## Work to complete
In the records below, begin at the line containing "pub fn upstream_error(document: &Value)" and end at the line containing "of the process."; quote every line in that span exactly, including both boundary lines, and no others.

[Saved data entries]
use async_trait::async_trait;
use nl_core::config::NewsApiConfig;
use nl_core::{Error, HeadlineSource, QueryParams, Result};
use serde_json::Value;
use tracing::info;

use crate::http::HttpClient;

/// Client for the NewsAPI `top-headlines` and `everything` endpoints.
#[derive(Debug, Clone)]
pub struct NewsApiClient {
    http: HttpClient,
    base_url: String,
}

impl NewsApiClient {
    pub fn new(http: HttpClient, config: &NewsApiConfig) -> Self {
        Self {
            http,
            base_url: config.base_url.trim_end_matches('/').to_string(),
        }
    }

    pub fn endpoint_url(&self, params: &QueryParams) -> String {
        format!("{}/{}", self.base_url, params.endpoint().path())
    }
}

#[async_trait]
impl HeadlineSource for NewsApiClient {
    /// Returns the response document as is, including error documents.
    async fn fetch(&self, params: &QueryParams) -> Result<Value> {
        let url = self.endpoint_url(params);
        info!("📡 Querying {}", url);

        let response = self.http.get_with_query(&url, &params.pairs()).await?;
        let status = response.status();
        let body = response.text().await?;

        match serde_json::from_str::<Value>(&body) {
            Ok(document) => Ok(document),
            Err(_) if !status.is_success() => Err(Error::HttpStatus {
                url,
                status: status.as_u16(),
            }),
            Err(e) => Err(e.into()),
        }
    }
}

/// Message of an upstream error document (`{"status": "error", ...}`).
pub fn upstream_error(document: &Value) -> Option<String> {
    if document.get("status").and_then(Value::as_str) != Some("error") {
        return None;
    }
    let message = document
        .get("message")
        .and_then(Value::as_str)
        .unwrap_or("unknown error");
    Some(match document.get("code").and_then(Value::as_str) {
        Some(code) => format!("{}: {}", code, message),
        None => message.to_string(),
    })
}
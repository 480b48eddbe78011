use std::sync::Once;
use tracing::Level;

static INIT: Once = Once::new();

/// Installs the stderr `fmt` subscriber. Safe to call more than once; only the
/// first call has an effect.
pub fn init_logging(verbose: bool) {
    if tracing::dispatcher::has_been_set() {
        return;
    }
    INIT.call_once(|| {
        let level = if verbose { Level::DEBUG } else { Level::INFO };
        let installed = tracing_subscriber::fmt()
            .with_max_level(level)
            .with_writer(std::io::stderr)
            .with_target(false)
            .try_init();
        if let Err(e) = installed {
            eprintln!("Failed to install log subscriber: {}", e);
        }
    });
}

#[cfg(test)]
mod tests {
    use super::*;

    #[test]
    fn test_init_logging_is_idempotent() {
        init_logging(false);
        init_logging(true);
        tracing::info!("logging initialised");
    }
}
use nl_core::{CacheStore, Error, Result};
use std::hash::Hash;
use std::sync::Arc;

pub mod backends;

pub use backends::*;

/// Builds a cache store by backend name. Only `memory` exists; entries live
/// for the lifetime of the process.
pub fn create_store<K, V>(kind: &str, name: &str) -> Result<Arc<dyn CacheStore<K, V>>>
where
    K: Eq + Hash + Send + Sync + 'static,
    V: Clone + Send + Sync + 'static,
{
    match kind {
        "memory" => Ok(Arc::new(MemoryStore::new(name))),
        other => Err(Error::Storage(format!("Unknown cache backend: {}", other))),
    }
}

pub mod prelude {
    pub use super::backends::*;
    pub use super::create_store;
    pub use nl_core::CacheStore;
}
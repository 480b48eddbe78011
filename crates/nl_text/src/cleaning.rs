use lazy_static::lazy_static;
use regex::Regex;

lazy_static! {
    static ref DIGIT: Regex = Regex::new(r"\d").expect("digit pattern is valid");
}

/// Replaces every ASCII punctuation character with a single space, keeping
/// token boundaries intact.
pub fn remove_punctuation(text: &str) -> String {
    text.chars()
        .map(|c| if c.is_ascii_punctuation() { ' ' } else { c })
        .collect()
}

/// Deletes every decimal digit, Unicode digits included.
pub fn remove_digits(text: &str) -> String {
    DIGIT.replace_all(text, "").into_owned()
}

pub fn newlines_to_spaces(text: &str) -> String {
    text.replace('\n', " ")
}

pub fn strip_non_ascii(text: &str) -> String {
    text.chars().filter(|c| c.is_ascii()).collect()
}
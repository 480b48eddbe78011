use nl_core::Result;
use std::collections::HashSet;
use std::path::Path;

const ENGLISH: &str = include_str!("../resources/stopwords.txt");

pub fn english() -> HashSet<String> {
    parse(ENGLISH)
}

/// Reads a stop-word list with one word per line. Blank lines and lines
/// starting with `#` are skipped.
pub fn load(path: &Path) -> Result<HashSet<String>> {
    let content = std::fs::read_to_string(path)?;
    let words = parse(&content);
    tracing::debug!("Loaded {} stop words from {}", words.len(), path.display());
    Ok(words)
}

fn parse(content: &str) -> HashSet<String> {
    content
        .lines()
        .map(|line| line.trim())
        .filter(|line| !line.is_empty() && !line.starts_with('#'))
        .map(|line| line.to_lowercase())
        .collect()
}
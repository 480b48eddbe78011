use thiserror::Error;

#[derive(Error, Debug)]
pub enum Error {
    #[error("IO error: {0}")]
    Io(#[from] std::io::Error),

    #[error("Serialization error: {0}")]
    Serialization(#[from] serde_json::Error),

    #[error("Invalid URL: {0}")]
    InvalidUrl(String),

    #[error("HTTP error: {0}")]
    Http(#[from] reqwest::Error),

    #[error("HTTP {status} from {url}")]
    HttpStatus { url: String, status: u16 },

    #[error("Upstream error: {0}")]
    Upstream(String),

    #[error("Configuration error: {0}")]
    Config(String),

    #[error("Inference error: {0}")]
    Inference(String),

    #[error("Storage error: {0}")]
    Storage(String),

    #[error("External error: {0}")]
    External(#[from] anyhow::Error),
}

impl Error {
    /// Timeouts and connection failures; HTTP status errors are never transient.
    pub fn is_transient(&self) -> bool {
        match self {
            Error::Http(e) => e.is_timeout() || e.is_connect(),
            _ => false,
        }
    }
}

pub type Result<T> = std::result::Result<T, Error>;

/// Ways a transcript lookup can fail.
#[derive(Error, Debug, Clone, PartialEq, Eq)]
pub enum TranscriptError {
    #[error("Transcripts are disabled for this video")]
    Disabled,

    #[error("Video unavailable")]
    VideoUnavailable,

    #[error("No transcript found for the requested languages")]
    NotFound,

    #[error("{0}")]
    Other(String),
}

/// Text stored in place of a transcript that could not be retrieved.
pub fn transcript_placeholder(error: &TranscriptError) -> String {
    match error {
        TranscriptError::Disabled => "Transcripts are disabled for this video.".to_string(),
        TranscriptError::VideoUnavailable => "The video is unavailable.".to_string(),
        TranscriptError::NotFound => "No transcript is available for this video.".to_string(),
        TranscriptError::Other(message) => format!("An error occurred: {}", message),
    }
}

#[cfg(test)]
mod tests {
    use super::*;

    #[test]
    fn test_transcript_placeholders() {
        assert_eq!(
            transcript_placeholder(&TranscriptError::Disabled),
            "Transcripts are disabled for this video."
        );
        assert_eq!(
            transcript_placeholder(&TranscriptError::VideoUnavailable),
            "The video is unavailable."
        );
        assert_eq!(
            transcript_placeholder(&TranscriptError::NotFound),
            "No transcript is available for this video."
        );
        assert_eq!(
            transcript_placeholder(&TranscriptError::Other("too many requests".to_string())),
            "An error occurred: too many requests"
        );
    }

    #[test]
    fn test_non_http_errors_are_not_transient() {
        assert!(!Error::Upstream("apiKeyInvalid".to_string()).is_transient());
        assert!(!Error::HttpStatus { url: "http://test.com".to_string(), status: 503 }.is_transient());
    }
}
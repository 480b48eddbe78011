use nl_core::PolarityModel;
use std::fmt;
use vader_sentiment::SentimentIntensityAnalyzer;

/// VADER compound score.
pub struct VaderModel {
    analyzer: SentimentIntensityAnalyzer<'static>,
}

impl VaderModel {
    pub fn new() -> Self {
        Self {
            analyzer: SentimentIntensityAnalyzer::new(),
        }
    }
}

impl Default for VaderModel {
    fn default() -> Self {
        Self::new()
    }
}

impl fmt::Debug for VaderModel {
    fn fmt(&self, f: &mut fmt::Formatter<'_>) -> fmt::Result {
        f.debug_struct("VaderModel").finish()
    }
}

impl PolarityModel for VaderModel {
    fn name(&self) -> &str {
        "vader"
    }

    fn polarity(&self, text: &str) -> f64 {
        if text.trim().is_empty() {
            return 0.0;
        }
        let scores = self.analyzer.polarity_scores(text);
        scores.get("compound").copied().unwrap_or(0.0)
    }
}

#[cfg(test)]
mod tests {
    use super::*;

    #[test]
    fn test_vader_polarity() {
        let model = VaderModel::new();
        assert!(model.polarity("What a wonderful and happy day!") > 0.0);
        assert!(model.polarity("A terrible and horrible disaster.") < 0.0);
        assert_eq!(model.polarity("The committee met on Tuesday."), 0.0);
        assert_eq!(model.polarity(""), 0.0);
        assert_eq!(model.polarity("   "), 0.0);
    }

    #[test]
    fn test_vader_is_deterministic() {
        let model = VaderModel::new();
        let text = "Shares rallied after a great quarter, but analysts remain cautious.";
        assert_eq!(model.polarity(text), model.polarity(text));
    }
}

## Written response
pub fn upstream_error(document: &Value) -> Option<String> {
    if document.get("status").and_then(Value::as_str) != Some("error") {
        return None;
    }
    let message = document
        .get("message")
        .and_then(Value::as_str)
        .unwrap_or("unknown error");
    Some(match document.get("code").and_then(Value::as_str) {
        Some(code) => format!("{}: {}", code, message),
        None => message.to_string(),
    })
}
repository 480b48eddbe78011
use std::sync::Once;
use tracing::Level;

static INIT: Once = Once::new();

/// Installs the stderr `fmt` subscriber. Safe to call more than once; only the
/// first call has an effect.
pub fn init_logging(verbose: bool) {
    if tracing::dispatcher::has_been_set() {
        return;
    }
    INIT.call_once(|| {
        let level = if verbose { Level::DEBUG } else { Level::INFO };
        let installed = tracing_subscriber::fmt()
            .with_max_level(level)
            .with_writer(std::io::stderr)
            .with_target(false)
            .try_init();
        if let Err(e) = installed {
            eprintln!("Failed to install log subscriber: {}", e);
        }
    });
}

#[cfg(test)]
mod tests {
    use super::*;

    #[test]
    fn test_init_logging_is_idempotent() {
        init_logging(false);
        init_logging(true);
        tracing::info!("logging initialised");
    }
}
use nl_core::{CacheStore, Error, Result};
use std::hash::Hash;
use std::sync::Arc;

pub mod backends;

pub use backends::*;

/// Builds a cache store by backend name. Only `memory` exists; entries live
/// for the lifetime of the process.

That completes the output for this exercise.